Par un arrêt du 13 février 2003 (CEDH, 13 février 2003, Req. 44964/98, Louerat
N° Lexbase : A0418A7M), la Cour européenne des droits de l'homme (CEDH) condamne la France pour violation de l'article 6 § 1 de la Convention européenne des droits de l'homme (droit à un procès équitable
N° Lexbase : L7558AIR) en ce qu'une procédure, prise dans sa globalité, devant des juridictions françaises a dépassé un délai raisonnable (plus de sept ans pour trois degrés d'instance).
La Cour rappelle qu'en matière pénale, le "délai raisonnable" de l'article 6 § 1 débute dès l'instant où une personne se trouve " accusée " ; il peut s'agir d'une date antérieure à la saisine de la juridiction de jugement, celles notamment de l'arrestation, de l'inculpation et de l'ouverture des enquêtes préliminaires.
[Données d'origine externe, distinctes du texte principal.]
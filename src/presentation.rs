//! Presentation
//!
//! Terminal rendering for the catalog, the cart and checkout notices.

use std::{fmt::Write, io};

use rust_decimal::{Decimal, RoundingStrategy};
use rusty_money::{Money, iso::USD};
use tabled::{
    Table,
    builder::Builder,
    settings::{
        Alignment, Color, Style,
        object::{Columns, Rows},
    },
};

use crate::{
    cart::{Cart, CartEntry},
    catalog::Catalog,
    manager::CheckoutOutcome,
};

/// Which list is on screen.
#[derive(Debug, Clone, Copy, Default, PartialEq, Eq)]
pub enum View {
    /// Product list with add controls
    #[default]
    Catalog,

    /// Cart contents with quantity controls
    Cart,
}

impl View {
    /// Switch to the other view.
    #[must_use]
    pub fn toggle(self) -> Self {
        match self {
            View::Catalog => View::Cart,
            View::Cart => View::Catalog,
        }
    }
}

/// Format an amount as USD with two decimal places.
pub fn format_price(amount: Decimal) -> String {
    let mut amount = amount.round_dp_with_strategy(2, RoundingStrategy::MidpointAwayFromZero);
    amount.rescale(2);

    Money::from_decimal(amount, USD).to_string()
}

/// Render the catalog as a table.
///
/// # Errors
///
/// Returns an error if writing to `out` fails.
pub fn write_catalog(mut out: impl io::Write, catalog: &Catalog) -> io::Result<()> {
    let mut builder = Builder::default();

    builder.push_record(["#", "Product", "Price"]);

    for product in catalog.iter() {
        builder.push_record([
            product.id.to_string(),
            product.name.clone(),
            format_price(product.price),
        ]);
    }

    writeln!(out, "{}", styled(builder.build(), 2))
}

/// Render the cart as a table followed by item count and subtotal.
///
/// # Errors
///
/// Returns an error if writing to `out` fails.
pub fn write_cart(mut out: impl io::Write, cart: &Cart) -> io::Result<()> {
    if cart.is_empty() {
        writeln!(out, "Your cart is empty.")?;
    } else {
        writeln!(out, "{}", line_items_table(cart.entries()))?;
    }

    writeln!(
        out,
        "Items: {}  Subtotal: {}",
        cart.item_count(),
        format_price(cart.subtotal())
    )
}

/// Render the user notice for a checkout attempt.
///
/// # Errors
///
/// Returns an error if writing to `out` fails.
pub fn write_checkout_notice(mut out: impl io::Write, outcome: &CheckoutOutcome) -> io::Result<()> {
    match outcome {
        CheckoutOutcome::EmptyCart => writeln!(out, "Your cart is empty!"),
        CheckoutOutcome::Completed(receipt) => writeln!(
            out,
            "Checkout initiated! Total amount: {}.",
            format_price(receipt.subtotal())
        ),
    }
}

/// Build the line item table shared by the cart and receipts.
pub(crate) fn line_items_table(entries: &[CartEntry]) -> String {
    let mut builder = Builder::default();

    builder.push_record(["#", "Product", "Price", "Qty", "Line Total"]);

    for entry in entries {
        builder.push_record([
            entry.id.to_string(),
            entry.name.clone(),
            format_price(entry.price),
            entry.quantity.to_string(),
            format_price(entry.line_total()),
        ]);
    }

    styled(builder.build(), 2)
}

fn styled(mut table: Table, first_numeric_column: usize) -> String {
    table.with(Style::modern_rounded());
    table.modify(Rows::first(), Color::BOLD);
    table.modify(Columns::new(first_numeric_column..), Alignment::right());

    colorize_borders(&table.to_string())
}

/// Wraps runs of box-drawing characters (U+2500..U+257F) in ANSI dark grey.
fn colorize_borders(table: &str) -> String {
    let mut out = String::with_capacity(table.len() + 256);
    let mut in_run = false;

    for ch in table.chars() {
        let box_char = ('\u{2500}'..='\u{257F}').contains(&ch);

        if box_char && !in_run {
            _ = out.write_str("\x1b[90m");
            in_run = true;
        } else if !box_char && in_run {
            _ = out.write_str("\x1b[0m");
            in_run = false;
        }

        out.push(ch);
    }

    if in_run {
        _ = out.write_str("\x1b[0m");
    }

    out
}
//! Receipt

use std::io;

use rust_decimal::Decimal;

use crate::{
    analytics::TransactionId,
    cart::CartEntry,
    presentation::{format_price, line_items_table},
};

/// Record of a completed checkout.
#[derive(Debug, Clone, PartialEq, Eq)]
pub struct Receipt {
    /// Transaction id reported with the purchase event
    transaction_id: TransactionId,

    /// Cart contents at checkout time
    items: Vec<CartEntry>,

    /// Sum of line totals, unrounded
    subtotal: Decimal,
}

impl Receipt {
    /// Create a new receipt with the given details.
    pub fn new(transaction_id: TransactionId, items: Vec<CartEntry>, subtotal: Decimal) -> Self {
        Self {
            transaction_id,
            items,
            subtotal,
        }
    }

    /// Transaction id reported with the purchase event
    pub fn transaction_id(&self) -> &TransactionId {
        &self.transaction_id
    }

    /// Purchased lines, in cart order
    pub fn items(&self) -> &[CartEntry] {
        &self.items
    }

    /// Total cost of the purchase
    pub fn subtotal(&self) -> Decimal {
        self.subtotal
    }

    /// Total units purchased
    pub fn item_count(&self) -> u64 {
        self.items.iter().map(|item| u64::from(item.quantity)).sum()
    }

    /// Prints the receipt.
    ///
    /// # Errors
    ///
    /// Returns an error if writing to `out` fails.
    pub fn write_to(&self, mut out: impl io::Write) -> io::Result<()> {
        writeln!(out, "Transaction {}", self.transaction_id)?;
        writeln!(out, "{}", line_items_table(&self.items))?;
        writeln!(
            out,
            " Items: {}  \x1b[1mTotal: {}\x1b[0m",
            self.item_count(),
            format_price(self.subtotal)
        )
    }
}
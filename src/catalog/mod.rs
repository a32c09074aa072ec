//! Catalog
//!
//! The static, read-only list of products a cart can reference.

use std::{fs, path::Path};

use rust_decimal::{Decimal, prelude::ToPrimitive};
use rustc_hash::FxHashMap;
use rusty_money::iso::USD;
use thiserror::Error;
use tracing::debug;

use crate::products::{Product, ProductId};

pub mod fixture;

/// Upper bound on a unit price, in cents.
///
/// Stored carts keep prices as JSON numbers; whole-cent amounts below 2^53
/// cents survive that encoding exactly.
pub const MAX_PRICE_CENTS: i64 = 1_000_000_000_000_000;

/// Catalog loading errors
#[derive(Debug, Error)]
pub enum CatalogError {
    /// IO error reading a catalog file
    #[error("Failed to read catalog file: {0}")]
    Io(#[from] std::io::Error),

    /// YAML parsing error
    #[error("Failed to parse YAML: {0}")]
    Yaml(#[from] serde_norway::Error),

    /// Invalid price format
    #[error("Invalid price format: {0}")]
    InvalidPrice(String),

    /// Unknown currency code
    #[error("Unknown currency code: {0}")]
    UnknownCurrency(String),

    /// Recognised currency that carts cannot hold
    #[error("Unsupported currency {0}, only USD prices are accepted")]
    UnsupportedCurrency(String),

    /// Price below zero
    #[error("Product {0} has a negative price")]
    NegativePrice(ProductId),

    /// Two products share an id
    #[error("Duplicate product id: {0}")]
    DuplicateProduct(ProductId),
}

/// Catalog
#[derive(Debug, Clone, Default)]
pub struct Catalog {
    products: Vec<Product>,
    index: FxHashMap<ProductId, usize>,
}

impl Catalog {
    /// Build a catalog from products in display order.
    ///
    /// Prices are kept at two decimal places.
    ///
    /// # Errors
    ///
    /// Returns [`CatalogError::DuplicateProduct`] if two products share an id,
    /// [`CatalogError::NegativePrice`] for prices below zero and
    /// [`CatalogError::InvalidPrice`] for fractional cents or prices above
    /// [`MAX_PRICE_CENTS`].
    pub fn with_products(products: impl Into<Vec<Product>>) -> Result<Self, CatalogError> {
        let mut products = products.into();
        let mut index = FxHashMap::default();

        for (position, product) in products.iter_mut().enumerate() {
            check_price(product.id, product.price)?;
            product.price.rescale(USD.exponent);

            if index.insert(product.id, position).is_some() {
                return Err(CatalogError::DuplicateProduct(product.id));
            }
        }

        Ok(Self { products, index })
    }

    /// The demo storefront catalog.
    pub fn demo() -> Self {
        let products = vec![
            Product::new(1, "Premium Laptop", Decimal::new(120_000, 2)),
            Product::new(2, "Wireless Headphones", Decimal::new(15_000, 2)),
            Product::new(3, "Ergonomic Mouse", Decimal::new(4_500, 2)),
            Product::new(4, "4K Monitor", Decimal::new(45_000, 2)),
        ];

        let index = products
            .iter()
            .enumerate()
            .map(|(position, product)| (product.id, position))
            .collect();

        Self { products, index }
    }

    /// Parse a catalog from YAML text.
    ///
    /// # Errors
    ///
    /// Returns an error if the YAML is malformed or any product fails validation.
    pub fn from_yaml(contents: &str) -> Result<Self, CatalogError> {
        let fixture: fixture::CatalogFixture = serde_norway::from_str(contents)?;

        let products = fixture
            .products
            .into_iter()
            .map(Product::try_from)
            .collect::<Result<Vec<_>, _>>()?;

        Self::with_products(products)
    }

    /// Load a catalog from a YAML fixture file.
    ///
    /// # Errors
    ///
    /// Returns an error if the file cannot be read, parsed or validated.
    pub fn load(path: impl AsRef<Path>) -> Result<Self, CatalogError> {
        let path = path.as_ref();
        let contents = fs::read_to_string(path)?;
        let catalog = Self::from_yaml(&contents)?;

        debug!(path = %path.display(), products = catalog.len(), "loaded catalog");

        Ok(catalog)
    }

    /// Find a product by id.
    pub fn get(&self, id: ProductId) -> Option<&Product> {
        self.index
            .get(&id)
            .and_then(|position| self.products.get(*position))
    }

    /// Iterate over products in display order.
    pub fn iter(&self) -> impl Iterator<Item = &Product> {
        self.products.iter()
    }

    /// Number of products.
    pub fn len(&self) -> usize {
        self.products.len()
    }

    /// Check if the catalog has no products.
    pub fn is_empty(&self) -> bool {
        self.products.is_empty()
    }
}

/// Check that `price` is a non-negative whole number of cents no larger than
/// [`MAX_PRICE_CENTS`].
///
/// # Errors
///
/// Returns [`CatalogError::NegativePrice`] or [`CatalogError::InvalidPrice`].
pub fn check_price(id: ProductId, price: Decimal) -> Result<(), CatalogError> {
    if price < Decimal::ZERO {
        return Err(CatalogError::NegativePrice(id));
    }

    let in_range = price
        .checked_mul(Decimal::ONE_HUNDRED)
        .filter(|cents| cents.fract().is_zero())
        .and_then(|cents| cents.to_i64())
        .is_some_and(|cents| cents <= MAX_PRICE_CENTS);

    if !in_range {
        return Err(CatalogError::InvalidPrice(format!(
            "product {id}: {price} is not a whole number of cents up to {MAX_PRICE_CENTS}"
        )));
    }

    Ok(())
}
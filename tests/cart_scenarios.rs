//! End-to-end cart scenarios against the demo catalog.
//!
//! Demo catalog prices: laptop $1,200.00, headphones $150.00, mouse $45.00,
//! monitor $450.00.

use jiff::Timestamp;
use rust_decimal::Decimal;
use testresult::TestResult;

use trolley::prelude::*;

#[test]
fn adding_laptop_twice_and_headphones_once() -> TestResult {
    let catalog = Catalog::demo();
    let mut manager = CartManager::new(&catalog, MemoryStore::new());

    manager.add_item(ProductId::new(1));
    manager.add_item(ProductId::new(1));
    manager.add_item(ProductId::new(2));

    let cart = manager.cart();

    assert_eq!(cart.len(), 2);
    assert_eq!(cart.get(ProductId::new(1)).map(|entry| entry.quantity), Some(2));
    assert_eq!(cart.get(ProductId::new(2)).map(|entry| entry.quantity), Some(1));
    assert_eq!(manager.subtotal(), Decimal::new(2_550, 0));
    assert_eq!(manager.item_count(), 3);
    assert_eq!(format_price(manager.subtotal()), "$2,550.00");

    Ok(())
}

#[test]
fn zero_quantity_removes_entry() -> TestResult {
    let catalog = Catalog::demo();
    let mut manager = CartManager::new(&catalog, MemoryStore::new());

    manager.add_item(ProductId::new(3));

    assert_eq!(
        manager.update_quantity(ProductId::new(3), 0),
        QuantityChange::Removed
    );
    assert!(manager.cart().is_empty());
    assert_eq!(manager.subtotal(), Decimal::ZERO);

    let stored = manager.store().get(CART_STORAGE_KEY)?;

    assert_eq!(stored.as_deref(), Some("[]"));

    Ok(())
}

#[test]
fn checkout_reports_purchase_and_clears_cart() -> TestResult {
    let catalog = Catalog::demo();
    let mut events = RecordingSink::new();

    let outcome = {
        let mut manager =
            CartManager::new(&catalog, MemoryStore::new()).with_analytics(&mut events);

        manager.add_item(ProductId::new(4));

        let outcome = manager.checkout_at(Timestamp::from_millisecond(1_700_000_000_000)?);

        assert!(manager.cart().is_empty());
        assert_eq!(manager.store().get(CART_STORAGE_KEY)?.as_deref(), Some("[]"));

        outcome
    };

    let CheckoutOutcome::Completed(receipt) = outcome else {
        return Err("expected a completed checkout".into());
    };

    assert_eq!(receipt.subtotal(), Decimal::new(450, 0));
    assert_eq!(receipt.transaction_id().as_str(), "T-1700000000000");

    let [AnalyticsEvent::AddToCart(_), AnalyticsEvent::Purchase(purchase)] = events.events() else {
        return Err(format!("unexpected events: {:?}", events.events()).into());
    };

    assert_eq!(purchase.value, Decimal::new(450, 0));
    assert_eq!(purchase.currency, "USD");
    assert_eq!(purchase.tax, Decimal::ZERO);
    assert_eq!(purchase.shipping, Decimal::ZERO);
    assert_eq!(purchase.items.len(), 1);

    Ok(())
}

#[test]
fn empty_checkout_changes_nothing() -> TestResult {
    let catalog = Catalog::demo();
    let mut events = RecordingSink::new();

    {
        let mut manager =
            CartManager::new(&catalog, MemoryStore::new()).with_analytics(&mut events);

        assert!(matches!(manager.checkout(), CheckoutOutcome::EmptyCart));
        assert!(manager.cart().is_empty());
        assert_eq!(manager.store().get(CART_STORAGE_KEY)?, None);
    }

    assert!(events.events().is_empty());

    Ok(())
}

#[test]
fn unknown_products_are_ignored() -> TestResult {
    let catalog = Catalog::demo();
    let mut manager = CartManager::new(&catalog, MemoryStore::new());

    assert!(manager.add_item(ProductId::new(99)).is_none());
    assert_eq!(
        manager.update_quantity(ProductId::new(2), 5),
        QuantityChange::Missing
    );
    assert!(manager.cart().is_empty());
    assert_eq!(manager.store().get(CART_STORAGE_KEY)?, None);

    Ok(())
}

#[test]
fn loaded_catalog_drives_the_cart() -> TestResult {
    let path = concat!(env!("CARGO_MANIFEST_DIR"), "/fixtures/catalogs/office.yml");
    let catalog = Catalog::load(path)?;
    let mut manager = CartManager::new(&catalog, MemoryStore::new());

    manager.add_item(ProductId::new(5));
    manager.add_item(ProductId::new(5));
    manager.add_item(ProductId::new(3));

    assert_eq!(catalog.len(), 5);
    assert_eq!(manager.subtotal(), Decimal::new(22_498, 2));
    assert_eq!(format_price(manager.subtotal()), "$224.98");

    Ok(())
}
//! Cart
//!
//! An ordered collection of [`CartEntry`] values, unique by product id.
//! Entries keep first-added order; quantities are always at least one.

use rust_decimal::Decimal;
use serde::{Deserialize, Serialize};

use crate::products::{Product, ProductId};

pub mod snapshot;

pub use snapshot::SnapshotError;

/// A product line in the cart.
///
/// Name and price are copied from the catalog when the entry is created, so
/// an entry stays meaningful even if the catalog changes between sessions.
#[derive(Debug, Clone, PartialEq, Eq, Serialize, Deserialize)]
pub struct CartEntry {
    /// Product id
    pub id: ProductId,

    /// Product name at the time it was added
    pub name: String,

    /// Unit price at the time it was added
    #[serde(with = "rust_decimal::serde::float")]
    pub price: Decimal,

    /// Units in the cart, never zero
    pub quantity: u32,
}

impl CartEntry {
    /// Create a single-unit entry for a product.
    pub fn from_product(product: &Product) -> Self {
        Self {
            id: product.id,
            name: product.name.clone(),
            price: product.price,
            quantity: 1,
        }
    }

    /// Price multiplied by quantity, saturating at [`Decimal::MAX`].
    pub fn line_total(&self) -> Decimal {
        self.price
            .checked_mul(Decimal::from(self.quantity))
            .unwrap_or(Decimal::MAX)
    }
}

/// Result of setting a quantity on the cart.
#[derive(Debug, Clone, Copy, PartialEq, Eq)]
pub enum QuantityChange {
    /// No entry exists for the product.
    Missing,

    /// The entry now holds exactly this many units.
    Updated(u32),

    /// The entry was removed.
    Removed,
}

/// Cart
#[derive(Debug, Clone, Default, PartialEq, Eq)]
pub struct Cart {
    entries: Vec<CartEntry>,
}

impl Cart {
    /// Create an empty cart.
    pub fn new() -> Self {
        Self::default()
    }

    /// Add one unit of a product, returning its new quantity.
    ///
    /// Returns `None` and leaves the cart unchanged if the entry already
    /// holds `u32::MAX` units.
    pub fn add(&mut self, product: &Product) -> Option<u32> {
        if let Some(entry) = self.entries.iter_mut().find(|entry| entry.id == product.id) {
            entry.quantity = entry.quantity.checked_add(1)?;

            return Some(entry.quantity);
        }

        self.entries.push(CartEntry::from_product(product));

        Some(1)
    }

    /// Set the quantity for a product already in the cart.
    ///
    /// Positive quantities replace the current one; zero or negative
    /// quantities remove the entry.
    pub fn set_quantity(&mut self, id: ProductId, quantity: i64) -> QuantityChange {
        let Some(position) = self.position(id) else {
            return QuantityChange::Missing;
        };

        if quantity <= 0 {
            self.entries.remove(position);

            return QuantityChange::Removed;
        }

        let quantity = u32::try_from(quantity).unwrap_or(u32::MAX);

        if let Some(entry) = self.entries.get_mut(position) {
            entry.quantity = quantity;
        }

        QuantityChange::Updated(quantity)
    }

    /// Sum of price multiplied by quantity over all entries.
    ///
    /// No rounding is applied. Saturates at [`Decimal::MAX`].
    pub fn subtotal(&self) -> Decimal {
        self.entries
            .iter()
            .map(CartEntry::line_total)
            .fold(Decimal::ZERO, |total, line| {
                total.checked_add(line).unwrap_or(Decimal::MAX)
            })
    }

    /// Total number of units across all entries.
    pub fn item_count(&self) -> u64 {
        self.entries
            .iter()
            .map(|entry| u64::from(entry.quantity))
            .sum()
    }

    /// Find the entry for a product.
    pub fn get(&self, id: ProductId) -> Option<&CartEntry> {
        self.entries.iter().find(|entry| entry.id == id)
    }

    /// Entries in first-added order.
    pub fn entries(&self) -> &[CartEntry] {
        &self.entries
    }

    /// Iterate over the entries in the cart.
    pub fn iter(&self) -> impl Iterator<Item = &CartEntry> {
        self.entries.iter()
    }

    /// Number of distinct products in the cart.
    pub fn len(&self) -> usize {
        self.entries.len()
    }

    /// Check if the cart is empty.
    pub fn is_empty(&self) -> bool {
        self.entries.is_empty()
    }

    /// Remove every entry, returning what the cart held.
    pub fn take(&mut self) -> Vec<CartEntry> {
        std::mem::take(&mut self.entries)
    }

    fn position(&self, id: ProductId) -> Option<usize> {
        self.entries.iter().position(|entry| entry.id == id)
    }
}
L'"accusation", au sens de l'article 6 § 1, peut se définir "comme la notification officielle, émanant de l'autorité compétente, du reproche d'avoir accompli une infraction pénale", idée qui correspond aussi à la notion de "répercussions importantes sur la situation" du suspect.
En outre, la CEDH rappelle que le caractère raisonnable de la durée d'une procédure s'apprécie suivant les circonstances de la cause et eu égard aux critères consacrés par sa jurisprudence, en particulier la complexité de l'affaire, le comportement des requérants et celui des autorités compétentes.